In Julius Caesar, Shakespeare gives his audience a masterful lesson in the variations of irony in literature. The plot is rich in situational irony, and scene after scene illustrates the effectiveness of dramatic irony. In Antony’s funeral oration, the power of verbal irony is manifested as he contemptuously praises Brutus and the conspirators again and again as “honorable men,” turning the Roman citizenry into a mindless mob set on vengeance.

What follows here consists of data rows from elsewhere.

//! JSON run report written at the end of a run.

use anyhow::{Context, Result};
use chrono::{DateTime, Utc};
use serde::{Deserialize, Serialize};
use sha2::{Digest, Sha256};
use std::path::{Path, PathBuf};
use uuid::Uuid;

use crate::domain::{ExecutionOutcome, PipelineRun, RepairStatus, RunStatus, RunSummary};

pub const REPORT_SCHEMA_VERSION: &str = "1";

/// One artifact as it stood when the run ended.
#[derive(Debug, Clone, Serialize, Deserialize, PartialEq, Eq)]
pub struct ArtifactEntry {
    pub path: PathBuf,
    pub source: PathBuf,
    /// Outcome recorded by the execution stage. Not re-verified after repair.
    pub outcome: ExecutionOutcome,
    /// SHA-256 of the content last written to disk.
    pub sha256: String,
    pub repair: Option<RepairStatus>,
}

#[derive(Debug, Clone, Serialize, Deserialize, PartialEq, Eq)]
pub struct RunReport {
    pub schema_version: String,
    pub run_id: Uuid,
    pub started_at: DateTime<Utc>,
    pub finished_at: Option<DateTime<Utc>>,
    pub status: RunStatus,
    pub source_root: PathBuf,
    pub test_dir: PathBuf,
    pub modules: Vec<PathBuf>,
    pub artifacts: Vec<ArtifactEntry>,
    pub summary: RunSummary,
}

impl RunReport {
    pub fn from_run(run: &PipelineRun, source_root: &Path, test_dir: &Path) -> Self {
        let artifacts = run
            .artifacts
            .iter()
            .map(|a| ArtifactEntry {
                path: a.path.clone(),
                source: a.source.clone(),
                outcome: a.outcome,
                sha256: content_digest(&a.content),
                repair: run
                    .repairs
                    .iter()
                    .find(|r| r.artifact == a.path)
                    .map(|r| r.status),
            })
            .collect();

        Self {
            schema_version: REPORT_SCHEMA_VERSION.to_string(),
            run_id: run.run_id,
            started_at: run.started_at,
            finished_at: run.finished_at,
            status: run.status,
            source_root: source_root.to_path_buf(),
            test_dir: test_dir.to_path_buf(),
            modules: run.modules.iter().map(|m| m.path().to_path_buf()).collect(),
            artifacts,
            summary: run.summary(),
        }
    }
}

/// Hex SHA-256 of `content`.
pub fn content_digest(content: &str) -> String {
    hex::encode(Sha256::digest(content.as_bytes()))
}

/// Write the report as pretty JSON.
pub fn write_run_report(path: &Path, report: &RunReport) -> Result<()> {
    let content = serde_json::to_string_pretty(report).context("serialize run report")?;
    std::fs::write(path, content).with_context(|| format!("write {:?}", path))?;
    Ok(())
}

/// Read a report written by [`write_run_report`].
pub fn read_run_report(path: &Path) -> Result<RunReport> {
    let content = std::fs::read_to_string(path).with_context(|| format!("read {:?}", path))?;
    serde_json::from_str(&content).context("parse run report")
}
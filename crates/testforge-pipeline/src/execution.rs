//! Execution stage: run every artifact once and record the outcome.

use tracing::error;

use testforge_core::obs::emit_artifact_executed;
use testforge_core::{ExecutionOutcome, GeneratedArtifact};

use crate::runner::TestRunner;

pub struct ExecutionStage<'a> {
    runner: &'a dyn TestRunner,
}

impl<'a> ExecutionStage<'a> {
    pub fn new(runner: &'a dyn TestRunner) -> Self {
        Self { runner }
    }

    /// Set the outcome of each artifact, in order.
    ///
    /// A runner error marks that artifact failed and the batch continues.
    pub async fn run(&self, artifacts: &mut [GeneratedArtifact]) {
        for artifact in artifacts.iter_mut() {
            let passed = match self.runner.run_suite(&artifact.path).await {
                Ok(passed) => passed,
                Err(e) => {
                    error!(
                        artifact = %artifact.path.display(),
                        error = %e,
                        "Error while running tests"
                    );
                    false
                }
            };
            artifact.outcome = ExecutionOutcome::from_success(passed);
            emit_artifact_executed(&artifact.path, passed);
        }
    }
}
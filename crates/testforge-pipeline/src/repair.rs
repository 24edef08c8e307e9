//! Repair stage: approval-gated regeneration of failing artifacts.
//!
//! The stage never re-executes tests. An artifact's recorded outcome stays
//! `Failed` after a successful repair until the next run.

use std::path::{Path, PathBuf};
use std::sync::Arc;
use tracing::{error, info};

use testforge_core::obs::{emit_repair_applied, emit_repair_declined};
use testforge_core::{
    extract_fenced_blocks, sanitize, ApprovalProvider, CodeValidator, ModelClient, PipelineRun,
    RepairRecord, RepairStatus,
};

use crate::prompts::repair_prompt;

pub struct RepairStage<'a> {
    client: &'a ModelClient,
    approval: Arc<dyn ApprovalProvider>,
    validator: &'a dyn CodeValidator,
}

impl<'a> RepairStage<'a> {
    pub fn new(
        client: &'a ModelClient,
        approval: Arc<dyn ApprovalProvider>,
        validator: &'a dyn CodeValidator,
    ) -> Self {
        Self {
            client,
            approval,
            validator,
        }
    }

    /// Consult the approval gate on the blocking pool; a console prompt
    /// must not stall a runtime worker. A panicked provider counts as no.
    async fn confirm(&self, description: String) -> bool {
        let approval = Arc::clone(&self.approval);
        match tokio::task::spawn_blocking(move || approval.confirm(&description)).await {
            Ok(approved) => approved,
            Err(e) => {
                error!(error = %e, "Approval prompt failed; treating as no");
                false
            }
        }
    }

    /// Ask once for the whole batch of failed artifacts, then repair each in turn.
    ///
    /// Does nothing, and asks nothing, when no artifact failed. Repaired
    /// artifacts have their in-memory content updated to match the file.
    pub async fn run(&self, run: &mut PipelineRun) -> Vec<RepairRecord> {
        let failed: Vec<PathBuf> = run.failed().iter().map(|a| a.path.clone()).collect();
        if failed.is_empty() {
            return Vec::new();
        }

        let description = format!(
            "{} generated test file(s) failed. Repair them automatically?",
            failed.len()
        );
        if !self.confirm(description).await {
            emit_repair_declined(failed.len());
            return failed
                .iter()
                .map(|path| RepairRecord::new(path, RepairStatus::Declined))
                .collect();
        }

        let mut records = Vec::with_capacity(failed.len());
        for path in &failed {
            let (record, content) = self.repair(path).await;
            if let Some(content) = content {
                if let Some(artifact) = run.artifacts.iter_mut().find(|a| &a.path == path) {
                    artifact.content = content;
                }
            }
            records.push(record);
        }
        records
    }

    /// Repair one artifact. Returns the new content when the file was overwritten.
    pub async fn repair(&self, path: &Path) -> (RepairRecord, Option<String>) {
        let current = match tokio::fs::read_to_string(path).await {
            Ok(content) => content,
            Err(e) => {
                error!(artifact = %path.display(), error = %e, "Failed to read test file for repair");
                return (
                    RepairRecord::new(path, RepairStatus::ReadFailed).with_detail(e.to_string()),
                    None,
                );
            }
        };

        let response = match self.client.generate(&repair_prompt(&current)).await {
            Ok(text) => text,
            Err(e) => {
                error!(artifact = %path.display(), error = %e, "Failed to repair test file");
                return (
                    RepairRecord::new(path, RepairStatus::ModelFailed).with_detail(e.to_string()),
                    None,
                );
            }
        };

        let fixed = sanitize(&extract_fenced_blocks(&response));
        if fixed.is_empty() {
            error!(artifact = %path.display(), "Repaired test code is empty");
            return (RepairRecord::new(path, RepairStatus::EmptyOutput), None);
        }

        if let Err(e) = self.validator.validate(&fixed).await {
            error!(artifact = %path.display(), error = %e, "Repaired code failed validation");
            return (
                RepairRecord::new(path, RepairStatus::SyntaxRejected).with_detail(e.to_string()),
                None,
            );
        }

        if let Err(e) = tokio::fs::write(path, &fixed).await {
            error!(artifact = %path.display(), error = %e, "Failed to write repaired test file");
            return (
                RepairRecord::new(path, RepairStatus::WriteFailed).with_detail(e.to_string()),
                None,
            );
        }

        emit_repair_applied(path);
        info!(artifact = %path.display(), "Fixed");
        (RepairRecord::new(path, RepairStatus::Repaired), Some(fixed))
    }
}
//! Domain models for testforge.
//!
//! Canonical definitions for the core entities:
//! - `SourceModule`: a discovered source file, read once
//! - `GeneratedArtifact`: the test file produced for exactly one module
//! - `PipelineRun`: the transient aggregate of one invocation

pub mod artifact;
pub mod module;
pub mod run;

pub use artifact::{artifact_file_name, ExecutionOutcome, GeneratedArtifact};
pub use module::{GenerationRequest, SourceModule};
pub use run::{PipelineRun, RepairRecord, RepairStatus, RunStatus, RunSummary};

Just as life is filled with ironic situations and outcomes, so is the play. Brutus must commit dishonorable acts in order to preserve his honor. Caesar can defeat his enemies on the battlefield, but he fails to recognize his greatest enemy—his own ego. He trusts most those he should trust least, and he rebuffs those whose advice would have saved his life. Cassius cleverly manipulates Brutus into joining the conspiracy and then discovers he is powerless to manipulate or even influence Brutus after Brutus commits to murdering Caesar. Cassius believes the conspiracy cannot succeed without Brutus, only to be destroyed by Brutus’s disastrous decisions. Instead of preserving freedom in Rome, Caesar’s assassination creates civil war and a political power vacuum that is filled by an ambitious, self-serving Antony.
Since the audience already knows how Caesar died and who killed him in 44 B.C., the entire play is infused with dramatic irony. In two particular scenes, the dramatic irony is developed at length, emphasizing the deception of those caught up in the political intrigue of Caesar’s assassination and its aftermath. In Act II, Scene ii, when the conspirators come to Caesar’s house to escort him to the Senate, the audience, knowing their intent, watches as they play on his ego and ambition and as he finally succumbs to their manipulation. Preparing to leave for the Capitol, Caesar, in good humor, tells the conspirator Trebonius to stay near him in the Senate. “Caesar, I will,” Trebonius replies,” adding in a chilling, ironic aside, “And so near will I be / That your best friends shall wish I had been further.” After Caesar’s murder, the audience knows Antony’s hidden rage and his secret intent to “let slip the dogs of war” to avenge Caesar’s death. Thus the drama in Act III, Scene i, when Antony shakes the bloody hands of the conspirators and receives permission to speak at Caesar’s funeral, is intensified.
Driven out of Rome into Greece and battling the armies of Antony and his ally Octavius, Brutus and Cassius endure a final—and fatal—irony, each committing suicide in the mistaken belief that they have lost the war. The final irony in the play, however, is reserved for the victorious Antony and Octavius. Standing over Brutus’s body, Antony praises the character of the conspirator he once hated, and Octavius declares that the virtuous Brutus will be afforded the “respect and rites of burial” that an honorable soldier deserves.